The simplest way to state the problem is that most storage systems can enter conditions where workloads can suffer from unfair and abrupt performance starvation under several circumstances.
OK, maybe that wasn’t the simplest way.
Consider the following scenarios:
- A huge sequential I/O job (backup, analytics, data loads etc.) happening in the middle of latency-sensitive transaction processing
- Heavy array-generated workloads (garbage collection, post-process dedupe, replication, big snapshot deletions etc.) happening at the same time as user I/O
- Failed drives
- Controller failover (due to an actual problem or simply a software update)
#3 and #4 are more obvious - a well-behaved system will ensure high performance even during a drive failure (or three), and even after a controller fails over. For instance, if total system headroom is automatically kept at 50% for a dual-controller system (or, simplistically, 100/n, where n is the controller count for shared-everything architectures), even after a controller fails, performance should be fine.

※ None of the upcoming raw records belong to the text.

// SPDX-License-Identifier: MIT
// Copyright 2026 Roland Dreier <roland@rolandd.dev>

//! FitForge workouts: workout session tracking over a hosted backend.
//!
//! This crate provides the workout service (sessions, sets, history,
//! personal records), its Firestore-backed repository, a realtime
//! row-change feed and the HTTP API exposing them.

pub mod config;
pub mod db;
pub mod error;
pub mod middleware;
pub mod models;
pub mod realtime;
pub mod routes;
pub mod services;

use config::Config;
use services::WorkoutService;

/// Shared application state.
pub struct AppState {
    pub config: Config,
    pub service: WorkoutService,
}
// SPDX-License-Identifier: MIT
// Copyright 2026 Roland Dreier <roland@rolandd.dev>

//! Exercise catalog entries and personal records.
//!
//! Both are read-only from this service: the catalog is seeded out of band
//! and personal records are maintained by the backend.

use chrono::{DateTime, Utc};
use serde::{Deserialize, Serialize};
#[cfg(feature = "binding-generation")]
use ts_rs::TS;

/// Static exercise catalog entry.
#[derive(Debug, Clone, PartialEq, Serialize, Deserialize)]
#[cfg_attr(feature = "binding-generation", derive(TS))]
#[cfg_attr(
    feature = "binding-generation",
    ts(export, export_to = "web/src/lib/generated/")
)]
pub struct Exercise {
    /// Catalog ID (also used as document ID)
    pub id: String,
    pub name: String,
    /// Workout type this exercise belongs to (strength, cardio, ...)
    pub workout_type: String,
    #[serde(default)]
    pub primary_muscles: Vec<String>,
    #[serde(default)]
    pub secondary_muscles: Vec<String>,
    #[serde(default)]
    pub equipment: Option<String>,
    #[serde(default)]
    pub difficulty: Option<String>,
    #[serde(default)]
    pub instructions: Option<String>,
}

/// Kind of personal best a record tracks.
#[derive(Debug, Clone, Copy, PartialEq, Eq, Serialize, Deserialize)]
#[serde(rename_all = "snake_case")]
#[cfg_attr(feature = "binding-generation", derive(TS))]
#[cfg_attr(
    feature = "binding-generation",
    ts(export, export_to = "web/src/lib/generated/")
)]
pub enum RecordType {
    MaxWeight,
    MaxReps,
    MaxVolume,
}

/// Backend-maintained personal record.
#[derive(Debug, Clone, PartialEq, Serialize, Deserialize)]
#[cfg_attr(feature = "binding-generation", derive(TS))]
#[cfg_attr(
    feature = "binding-generation",
    ts(export, export_to = "web/src/lib/generated/")
)]
pub struct PersonalRecord {
    pub id: String,
    pub user_id: String,
    pub exercise_id: String,
    pub record_type: RecordType,
    pub value: f64,
    /// Set that achieved the record, if known
    #[serde(default)]
    pub workout_set_id: Option<String>,
    pub achieved_at: DateTime<Utc>,
}
use chrono::Utc;
use criterion::{black_box, criterion_group, criterion_main, Criterion};
use fitforge_workouts::models::{VolumeSummary, WorkoutSet};

fn make_sets(count: usize, exercises: usize) -> Vec<WorkoutSet> {
    let now = Utc::now();
    (0..count)
        .map(|i| WorkoutSet {
            id: format!("set-{}", i),
            workout_exercise_id: format!("we-{}", i % exercises),
            session_id: "session-1".to_string(),
            exercise_id: format!("exercise-{}", i % exercises),
            user_id: "user-1".to_string(),
            set_number: (i / exercises) as u32 + 1,
            reps: 5 + (i % 8) as u32,
            weight: 40.0 + (i % 20) as f64 * 2.5,
            form_score: None,
            perceived_exertion: None,
            equipment: None,
            // Roughly one in ten sets left unfinished
            completed: i % 10 != 0,
            is_personal_record: false,
            created_at: now,
            completed_at: None,
        })
        .collect()
}

fn benchmark_volume(c: &mut Criterion) {
    // A long session: 8 exercises, 5 sets each
    let typical = make_sets(40, 8);
    // History-sized input
    let large = make_sets(10_000, 12);

    let mut group = c.benchmark_group("volume_summary");

    group.bench_function("session_40_sets", |b| {
        b.iter(|| VolumeSummary::from_sets(black_box(&typical)))
    });

    group.bench_function("per_exercise_40_sets", |b| {
        b.iter(|| {
            VolumeSummary::from_sets(
                black_box(&typical)
                    .iter()
                    .filter(|s| s.workout_exercise_id == "we-3"),
            )
        })
    });

    group.bench_function("history_10k_sets", |b| {
        b.iter(|| VolumeSummary::from_sets(black_box(&large)))
    });

    group.finish();
}

criterion_group!(benches, benchmark_volume);
criterion_main!(benches);
//! XRootD fragment source backed by the `xrdfs` client.

use async_trait::async_trait;
use std::collections::BTreeSet;
use std::process::{Output, Stdio};
use tokio::process::Command;
use tokio::time::{timeout, Duration};
use tracing::debug;

use super::config::XrootdSourceConfig;
use super::source::{FragmentSource, SourceError};
use super::types::{Fragment, OrderingKeyExtractor};

/// Lists fragments on remote storage with `xrdfs <endpoint> ls <path>` and
/// checks each one with `xrdfs <endpoint> stat <path>`.
pub struct XrootdSource {
    config: XrootdSourceConfig,
    keys: OrderingKeyExtractor,
}

impl XrootdSource {
    pub fn new(config: XrootdSourceConfig, keys: OrderingKeyExtractor) -> Self {
        Self { config, keys }
    }

    /// Host part of the endpoint in the form `xrdfs` expects (`root://host/`).
    fn host(&self) -> String {
        format!("{}/", self.config.endpoint.trim_end_matches('/'))
    }

    /// Parses `xrdfs ls` output, one absolute path per line.
    fn parse_listing(&self, stdout: &str) -> BTreeSet<Fragment> {
        stdout
            .lines()
            .map(str::trim)
            .filter(|line| !line.is_empty())
            .map(|line| self.keys.fragment(line))
            .collect()
    }
}

/// `xrdfs` reports a missing path as error 3011.
fn is_missing_path(stderr: &str) -> bool {
    stderr.contains("[3011]") || stderr.contains("No such file or directory")
}

/// Absolute remote path for a location or fragment id.
fn remote_path(location: &str) -> String {
    if location.starts_with('/') {
        location.to_string()
    } else {
        format!("/{}", location)
    }
}

impl XrootdSource {
    /// Run `xrdfs <host> <op> <path>` under the configured timeout.
    async fn xrdfs(&self, op: &str, path: &str) -> Result<Output, SourceError> {
        let child = Command::new(&self.config.xrdfs_path)
            .arg(self.host())
            .arg(op)
            .arg(path)
            .stdin(Stdio::null())
            .stdout(Stdio::piped())
            .stderr(Stdio::piped())
            .kill_on_drop(true)
            .spawn()
            .map_err(|e| {
                if e.kind() == std::io::ErrorKind::NotFound {
                    SourceError::ToolNotFound {
                        path: self.config.xrdfs_path.clone(),
                    }
                } else {
                    SourceError::Io(e)
                }
            })?;

        let output = timeout(
            Duration::from_secs(self.config.timeout_secs),
            child.wait_with_output(),
        )
        .await
        .map_err(|_| SourceError::Timeout {
            location: path.to_string(),
            timeout_secs: self.config.timeout_secs,
        })??;

        Ok(output)
    }
}

#[async_trait]
impl FragmentSource for XrootdSource {
    fn name(&self) -> &str {
        "xrootd"
    }

    async fn list(&self, location: &str) -> Result<BTreeSet<Fragment>, SourceError> {
        let path = remote_path(location);
        let output = self.xrdfs("ls", &path).await?;

        if !output.status.success() {
            let stderr = String::from_utf8_lossy(&output.stderr);
            if is_missing_path(&stderr) {
                debug!(location = %path, "Remote directory does not exist yet");
                return Ok(BTreeSet::new());
            }
            return Err(SourceError::listing_failed(
                path,
                format!("xrdfs exited with code {:?}: {}", output.status.code(), stderr.trim()),
            ));
        }

        Ok(self.parse_listing(&String::from_utf8_lossy(&output.stdout)))
    }

    async fn exists(&self, fragment: &Fragment) -> Result<bool, SourceError> {
        let path = remote_path(&fragment.id);
        let output = self.xrdfs("stat", &path).await?;

        if output.status.success() {
            return Ok(true);
        }
        let stderr = String::from_utf8_lossy(&output.stderr);
        if is_missing_path(&stderr) {
            return Ok(false);
        }
        Err(SourceError::listing_failed(
            path,
            format!("xrdfs stat exited with code {:?}: {}", output.status.code(), stderr.trim()),
        ))
    }
}

#[cfg(test)]
mod tests {
    use super::*;
    use std::path::PathBuf;

    fn source() -> XrootdSource {
        XrootdSource::new(
            XrootdSourceConfig {
                endpoint: "root://eoscms.cern.ch/".to_string(),
                xrdfs_path: PathBuf::from("xrdfs"),
                timeout_secs: 5,
            },
            OrderingKeyExtractor::default(),
        )
    }

    #[test]
    fn test_host_normalization() {
        assert_eq!(source().host(), "root://eoscms.cern.ch/");
    }

    #[test]
    fn test_parse_listing() {
        let stdout = "/eos/cms/store/run_ls0003.root\n\n/eos/cms/store/run_ls0001.root\n";
        let listed = source().parse_listing(stdout);
        let ids: Vec<_> = listed.iter().map(|f| f.id.as_str()).collect();
        assert_eq!(
            ids,
            vec!["/eos/cms/store/run_ls0001.root", "/eos/cms/store/run_ls0003.root"]
        );
        assert_eq!(listed.iter().next().unwrap().ordering_key, Some(1));
    }

    #[test]
    fn test_missing_path_detection() {
        assert!(is_missing_path(
            "[ERROR] Server responded with an error: [3011] No such file or directory"
        ));
        assert!(!is_missing_path("[FATAL] Auth failed"));
    }

    #[test]
    fn test_remote_path() {
        assert_eq!(remote_path("/store/t0streamer"), "/store/t0streamer");
        assert_eq!(remote_path("store/t0streamer"), "/store/t0streamer");
    }

    /// Stand-in for `xrdfs` that knows a single file.
    #[cfg(unix)]
    fn fake_xrdfs(dir: &std::path::Path) -> XrootdSource {
        use std::os::unix::fs::PermissionsExt;

        let script = dir.join("xrdfs");
        std::fs::write(
            &script,
            "#!/bin/sh\n\
             case \"$3\" in\n\
             /store/present.dat) echo \"Path: $3\" ;;\n\
             /store/broken.dat) echo \"[FATAL] Auth failed\" >&2; exit 52 ;;\n\
             *) echo \"[ERROR] Server responded with an error: [3011] No such file or directory\" >&2; exit 54 ;;\n\
             esac\n",
        )
        .unwrap();
        std::fs::set_permissions(&script, std::fs::Permissions::from_mode(0o755)).unwrap();

        XrootdSource::new(
            XrootdSourceConfig {
                endpoint: "root://localhost".to_string(),
                xrdfs_path: script,
                timeout_secs: 5,
            },
            OrderingKeyExtractor::default(),
        )
    }

    #[cfg(unix)]
    #[tokio::test]
    async fn test_exists_uses_stat() {
        let dir = tempfile::TempDir::new().unwrap();
        let source = fake_xrdfs(dir.path());

        assert!(source.exists(&Fragment::new("/store/present.dat")).await.unwrap());
        assert!(!source.exists(&Fragment::new("/store/gone.dat")).await.unwrap());
        let err = source.exists(&Fragment::new("/store/broken.dat")).await.unwrap_err();
        assert!(matches!(err, SourceError::ListingFailed { .. }));
    }

    #[tokio::test]
    async fn test_missing_tool() {
        let source = XrootdSource::new(
            XrootdSourceConfig {
                endpoint: "root://localhost".to_string(),
                xrdfs_path: PathBuf::from("/nonexistent/xrdfs"),
                timeout_secs: 5,
            },
            OrderingKeyExtractor::default(),
        );
        let err = source.list("/store").await.unwrap_err();
        assert!(matches!(err, SourceError::ToolNotFound { .. }));
    }
}
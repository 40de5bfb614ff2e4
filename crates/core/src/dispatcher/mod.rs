//! Job rendering and detached launch.
//!
//! A batch is first rendered into a [`JobSpec`] by a [`JobRenderer`], its
//! files are written to a per-job directory, and the job is handed to a
//! [`ProcessLauncher`] that starts it without waiting.

mod config;
mod launcher;
mod render;
mod types;

pub use config::{DispatchConfig, UploadConfig};
pub use launcher::{DetachedLauncher, LaunchError, ProcessLauncher};
pub use render::{
    create_renderer, write_files, ExpressRenderer, HarvestingRenderer, JobRenderer, RenderError,
};
pub use types::{BatchLabel, JobFlavor, JobSpec, RenderedFile, RunContext};
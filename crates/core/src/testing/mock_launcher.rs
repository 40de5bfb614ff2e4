//! Mock process launcher for testing.

use async_trait::async_trait;
use std::sync::Arc;
use tokio::sync::RwLock;

use crate::dispatcher::{JobSpec, LaunchError, ProcessLauncher};

/// A recorded launch for test assertions.
#[derive(Debug, Clone)]
pub struct RecordedLaunch {
    /// The job that was submitted.
    pub spec: JobSpec,
    /// Whether the launch succeeded.
    pub success: bool,
}

/// Mock implementation of the ProcessLauncher trait.
///
/// Records every job instead of starting a process. Failed launches are
/// recorded too, with `success: false`.
#[derive(Debug)]
pub struct MockLauncher {
    launches: Arc<RwLock<Vec<RecordedLaunch>>>,
    /// If set, the next launch will fail with this error.
    next_error: Arc<RwLock<Option<LaunchError>>>,
}

impl Default for MockLauncher {
    fn default() -> Self {
        Self::new()
    }
}

impl MockLauncher {
    pub fn new() -> Self {
        Self {
            launches: Arc::new(RwLock::new(Vec::new())),
            next_error: Arc::new(RwLock::new(None)),
        }
    }

    /// Set an error to be returned by the next launch.
    pub async fn set_next_error(&self, error: LaunchError) {
        *self.next_error.write().await = Some(error);
    }

    /// Get all recorded launches.
    pub async fn recorded_launches(&self) -> Vec<RecordedLaunch> {
        self.launches.read().await.clone()
    }

    /// Jobs that were started successfully.
    pub async fn launched_jobs(&self) -> Vec<JobSpec> {
        self.launches
            .read()
            .await
            .iter()
            .filter(|l| l.success)
            .map(|l| l.spec.clone())
            .collect()
    }

    /// Number of launch attempts.
    pub async fn launch_count(&self) -> usize {
        self.launches.read().await.len()
    }

    /// Clear recorded launches.
    pub async fn clear(&self) {
        self.launches.write().await.clear();
    }
}

#[async_trait]
impl ProcessLauncher for MockLauncher {
    async fn launch(&self, spec: &JobSpec) -> Result<Option<u32>, LaunchError> {
        let error = self.next_error.write().await.take();
        self.launches.write().await.push(RecordedLaunch {
            spec: spec.clone(),
            success: error.is_none(),
        });

        match error {
            Some(e) => Err(e),
            None => Ok(None),
        }
    }
}
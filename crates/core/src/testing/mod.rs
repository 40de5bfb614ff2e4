//! Testing utilities and mock implementations for controller tests.
//!
//! This module provides mock implementations of the controller's external
//! seams, so a whole run can be driven without a run registry, storage or
//! a batch system.
//!
//! # Example
//!
//! ```rust,ignore
//! use runloop_core::testing::{fixtures, MockFragmentSource, MockLauncher, MockRunProbe};
//!
//! let probe = MockRunProbe::new();
//! let source = MockFragmentSource::new();
//! let launcher = MockLauncher::new();
//!
//! // Announce a run and make some fragments appear
//! probe.add_run(fixtures::detected_run("398348", base)).await;
//! source.add_fragments(&fixtures::location("398348"), fixtures::fragments("398348", [1, 2, 3])).await;
//!
//! // Wire them into a BatchController via Collaborators...
//! ```

mod mock_launcher;
mod mock_probe;
mod mock_source;

pub use mock_launcher::{MockLauncher, RecordedLaunch};
pub use mock_probe::MockRunProbe;
pub use mock_source::MockFragmentSource;

/// Test fixtures and helper functions.
pub mod fixtures {
    use std::path::{Path, PathBuf};

    use crate::fragment::Fragment;
    use crate::run::DetectedRun;

    /// Name of the toolchain parameter file written by
    /// [`write_toolchain_params`].
    pub const TOOLCHAIN_FILE: &str = "ngtParameters.jsn";

    /// Storage location fragments of `run_id` appear at.
    pub fn location(run_id: &str) -> String {
        format!("/store/t0streamer/Data/Express/000/{}", run_id)
    }

    /// A detected run whose working directory is `base/run<id>`.
    pub fn detected_run(run_id: &str, base: &Path) -> DetectedRun {
        DetectedRun {
            id: run_id.to_string(),
            location: location(run_id),
            working_dir: base.join(format!("run{}", run_id)),
            started_at: None,
        }
    }

    /// A streamer fragment for lumisection `key`.
    pub fn fragment(run_id: &str, key: u32) -> Fragment {
        Fragment::new(format!(
            "{}/run{}_ls{:04}_streamExpress_StorageManager.dat",
            location(run_id),
            run_id,
            key
        ))
        .with_ordering_key(key)
    }

    /// Fragments for each of `keys`.
    pub fn fragments(run_id: &str, keys: impl IntoIterator<Item = u32>) -> Vec<Fragment> {
        keys.into_iter().map(|k| fragment(run_id, k)).collect()
    }

    /// Write a valid toolchain parameter file into `dir` and return its path.
    pub fn write_toolchain_params(dir: &Path) -> PathBuf {
        let path = dir.join(TOOLCHAIN_FILE);
        let contents = serde_json::json!({
            "SCRAM_ARCH": "el8_amd64_gcc12",
            "CMSSW_VERSION": "CMSSW_14_0_9",
            "GLOBAL_TAG": "140X_dataRun3_Express_v3",
        });
        std::fs::write(&path, contents.to_string()).expect("write toolchain parameters");
        path
    }
}
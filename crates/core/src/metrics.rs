//! Prometheus metrics for the batch controller.
//!
//! This module provides metrics for:
//! - Run lifecycle (started, finalized)
//! - Batches and dispatched fragments
//! - Launch and transient collaborator failures
//! - The current automaton phase

use once_cell::sync::Lazy;
use prometheus::{IntCounter, IntCounterVec, IntGauge, Opts};

// =============================================================================
// Run Metrics
// =============================================================================

/// Runs adopted by the controller.
pub static RUNS_STARTED: Lazy<IntCounter> = Lazy::new(|| {
    IntCounter::new("runloop_runs_started_total", "Total runs adopted").unwrap()
});

/// Runs driven to finalization.
pub static RUNS_FINALIZED: Lazy<IntCounter> = Lazy::new(|| {
    IntCounter::new("runloop_runs_finalized_total", "Total runs finalized").unwrap()
});

// =============================================================================
// Dispatch Metrics
// =============================================================================

/// Batches rendered by kind.
pub static BATCHES_DISPATCHED: Lazy<IntCounterVec> = Lazy::new(|| {
    IntCounterVec::new(
        Opts::new("runloop_batches_dispatched_total", "Total batches rendered"),
        &["kind"], // "regular", "final", "empty"
    )
    .unwrap()
});

/// Fragments moved into the dispatched set for the first time.
pub static FRAGMENTS_DISPATCHED: Lazy<IntCounter> = Lazy::new(|| {
    IntCounter::new(
        "runloop_fragments_dispatched_total",
        "Total fragments handed to jobs",
    )
    .unwrap()
});

/// Previously dispatched fragments included again under full relisting.
pub static FRAGMENTS_RESUBMITTED: Lazy<IntCounter> = Lazy::new(|| {
    IntCounter::new(
        "runloop_fragments_resubmitted_total",
        "Total already-dispatched fragments submitted again",
    )
    .unwrap()
});

/// Fragments dropped at validation because their data was missing.
pub static FRAGMENTS_MISSING: Lazy<IntCounter> = Lazy::new(|| {
    IntCounter::new(
        "runloop_fragments_missing_total",
        "Total fragments excluded from a batch because their data was missing",
    )
    .unwrap()
});

/// Jobs that could not be started.
pub static LAUNCH_FAILURES: Lazy<IntCounter> = Lazy::new(|| {
    IntCounter::new("runloop_launch_failures_total", "Total job start failures").unwrap()
});

// =============================================================================
// Controller Metrics
// =============================================================================

/// Aborted automaton steps by stage.
pub static TRANSIENT_FAILURES: Lazy<IntCounterVec> = Lazy::new(|| {
    IntCounterVec::new(
        Opts::new(
            "runloop_transient_failures_total",
            "Total automaton steps aborted by a collaborator failure",
        ),
        &["stage"], // "detect", "poll", "prepare", "render", "finalize", ...
    )
    .unwrap()
});

/// Current automaton phase (see `Phase::code`).
pub static CURRENT_PHASE: Lazy<IntGauge> = Lazy::new(|| {
    IntGauge::new("runloop_controller_phase", "Current controller phase code").unwrap()
});

// =============================================================================
// Helper functions
// =============================================================================

/// Get all core metrics for registration in a registry.
pub fn all_metrics() -> Vec<Box<dyn prometheus::core::Collector>> {
    vec![
        // Runs
        Box::new(RUNS_STARTED.clone()),
        Box::new(RUNS_FINALIZED.clone()),
        // Dispatch
        Box::new(BATCHES_DISPATCHED.clone()),
        Box::new(FRAGMENTS_DISPATCHED.clone()),
        Box::new(FRAGMENTS_RESUBMITTED.clone()),
        Box::new(FRAGMENTS_MISSING.clone()),
        Box::new(LAUNCH_FAILURES.clone()),
        // Controller
        Box::new(TRANSIENT_FAILURES.clone()),
        Box::new(CURRENT_PHASE.clone()),
    ]
}
//! Batch controller driving one run at a time.
//!
//! The controller walks each run through a fixed automaton:
//! - **Idle**: look for a run that has not been finalized yet
//! - **Waiting / Checking**: poll the fragment source and classify listings
//! - **Preparing / Launching**: turn pending fragments into a job and start it
//! - **Cleanup**: finalize the run once its last batch is out
//!
//! Transitions are computed by the pure [`step`] function; [`BatchController`]
//! owns the per-run state and executes the effects of each transition.

mod config;
mod machine;
mod runner;
mod types;

pub use config::ControllerConfig;
pub use machine::{step, Effect, Guards, Phase, Transition, Trigger};
pub use runner::{BatchController, Collaborators};
pub use types::{ControllerError, ControllerStatus};
use std::net::TcpListener;
use std::path::Path;
use std::time::Duration;

use reqwest::Client;
use tempfile::TempDir;
use tokio::time::{sleep, timeout};

use runloop_core::testing::fixtures;

/// Find an available port
fn get_available_port() -> u16 {
    TcpListener::bind("127.0.0.1:0")
        .unwrap()
        .local_addr()
        .unwrap()
        .port()
}

/// Write a config using directory backends under `dir`.
fn write_config(dir: &Path, port: u16, toolchain: &Path) -> std::path::PathBuf {
    let runs = dir.join("runs");
    std::fs::create_dir_all(&runs).unwrap();

    let content = format!(
        r#"
[controller]
minimum_batch = 3
poll_interval_ms = 100
idle_poll_interval_ms = 100

[toolchain]
parameters_path = "{toolchain}"

[probe]
backend = "directory"

[probe.directory]
base_path = "{runs}"

[source]
backend = "directory"

[source.directory]
name_suffix = ".dat"

[state]
path = "{db}"
lock_path = "{lock}"

[server]
enabled = true
host = "127.0.0.1"
port = {port}
"#,
        toolchain = toolchain.display(),
        runs = runs.display(),
        db = dir.join("runloop.db").display(),
        lock = dir.join("runloop.lock").display(),
        port = port,
    );

    let path = dir.join("config.toml");
    std::fs::write(&path, content).unwrap();
    path
}

/// Spawn the daemon and return a handle
fn spawn_daemon(config_path: &Path) -> tokio::process::Child {
    tokio::process::Command::new(env!("CARGO_BIN_EXE_runloop"))
        .env("RUNLOOP_CONFIG", config_path)
        .env("RUST_LOG", "error") // Quiet logs during tests
        .kill_on_drop(true)
        .spawn()
        .expect("Failed to spawn daemon")
}

/// Wait for the health endpoint to answer
async fn wait_for_server(port: u16, max_attempts: u32) -> bool {
    let client = Client::new();
    for _ in 0..max_attempts {
        if client
            .get(format!("http://127.0.0.1:{}/api/v1/health", port))
            .send()
            .await
            .is_ok()
        {
            return true;
        }
        sleep(Duration::from_millis(50)).await;
    }
    false
}

#[tokio::test]
async fn test_health_endpoint() {
    let dir = TempDir::new().unwrap();
    let port = get_available_port();
    let toolchain = fixtures::write_toolchain_params(dir.path());
    let config_path = write_config(dir.path(), port, &toolchain);

    let mut daemon = spawn_daemon(&config_path);
    assert!(wait_for_server(port, 60).await, "Daemon did not start in time");

    let response = Client::new()
        .get(format!("http://127.0.0.1:{}/api/v1/health", port))
        .send()
        .await
        .expect("Failed to send request");
    assert!(response.status().is_success());

    let json: serde_json::Value = response.json().await.expect("Failed to parse JSON");
    assert_eq!(json["status"], "ok");
    assert_eq!(json["controller"]["phase"], "idle");

    daemon.kill().await.ok();
}

#[tokio::test]
async fn test_second_instance_is_refused() {
    let dir = TempDir::new().unwrap();
    let port = get_available_port();
    let toolchain = fixtures::write_toolchain_params(dir.path());
    let config_path = write_config(dir.path(), port, &toolchain);

    let mut first = spawn_daemon(&config_path);
    assert!(wait_for_server(port, 60).await, "Daemon did not start in time");

    let result = timeout(
        Duration::from_secs(5),
        tokio::process::Command::new(env!("CARGO_BIN_EXE_runloop"))
            .env("RUNLOOP_CONFIG", &config_path)
            .env("RUST_LOG", "error")
            .output(),
    )
    .await
    .expect("Second instance did not exit")
    .expect("Failed to run second instance");
    assert_eq!(result.status.code(), Some(1));

    first.kill().await.ok();
}

#[tokio::test]
async fn test_missing_toolchain_exits_with_error() {
    let dir = TempDir::new().unwrap();
    let port = get_available_port();
    let config_path = write_config(dir.path(), port, &dir.path().join("missing.jsn"));

    let result = timeout(
        Duration::from_secs(5),
        tokio::process::Command::new(env!("CARGO_BIN_EXE_runloop"))
            .env("RUNLOOP_CONFIG", &config_path)
            .env("RUST_LOG", "error")
            .output(),
    )
    .await
    .expect("Daemon did not exit")
    .expect("Failed to run daemon");
    assert_eq!(result.status.code(), Some(1));
}

#[tokio::test]
async fn test_missing_config_file_exits_with_error() {
    let result = timeout(
        Duration::from_secs(5),
        tokio::process::Command::new(env!("CARGO_BIN_EXE_runloop"))
            .env("RUNLOOP_CONFIG", "/nonexistent/config.toml")
            .env("RUST_LOG", "error")
            .output(),
    )
    .await
    .expect("Daemon did not exit")
    .expect("Failed to run daemon");
    assert_eq!(result.status.code(), Some(1));
}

#1 and #2 are a bit more complicated to deal with. Let’s look at this in more detail.
The Case of Competing Workloads During Hard Times
Inside every array, at any given moment, a balancing act occurs. Multiple things need to happen simultaneously.
Several user-generated workloads, for instance:
- File Services
Various internal array processes - they also are workloads, just array-generated, and often critical:
- Data reduction (dedupe, compression)
- Cleanup (object deletion, garbage collection)
- Data protection (integrity-related)
- Backups (snaps, replication)
If the system has enough headroom, all these things will happen without performance problems.
If the system runs out of headroom, that’s where most arrays have challenges with prioritizing what happens when.
The most common way a system may run out of headroom is the sudden appearance of a hostile “bully” workload. This is also called a “noisy neighbor”. Here’s an example of system behavior in the presence of a bully workload:
In this example, the latency-sensitive workload will greatly and unfairly suffer after the "noisy neighbor" suddenly appears. If the latency-sensitive workload is a mission-critical application, this could cause a serious business problem (slow processing of financial transactions, for instance).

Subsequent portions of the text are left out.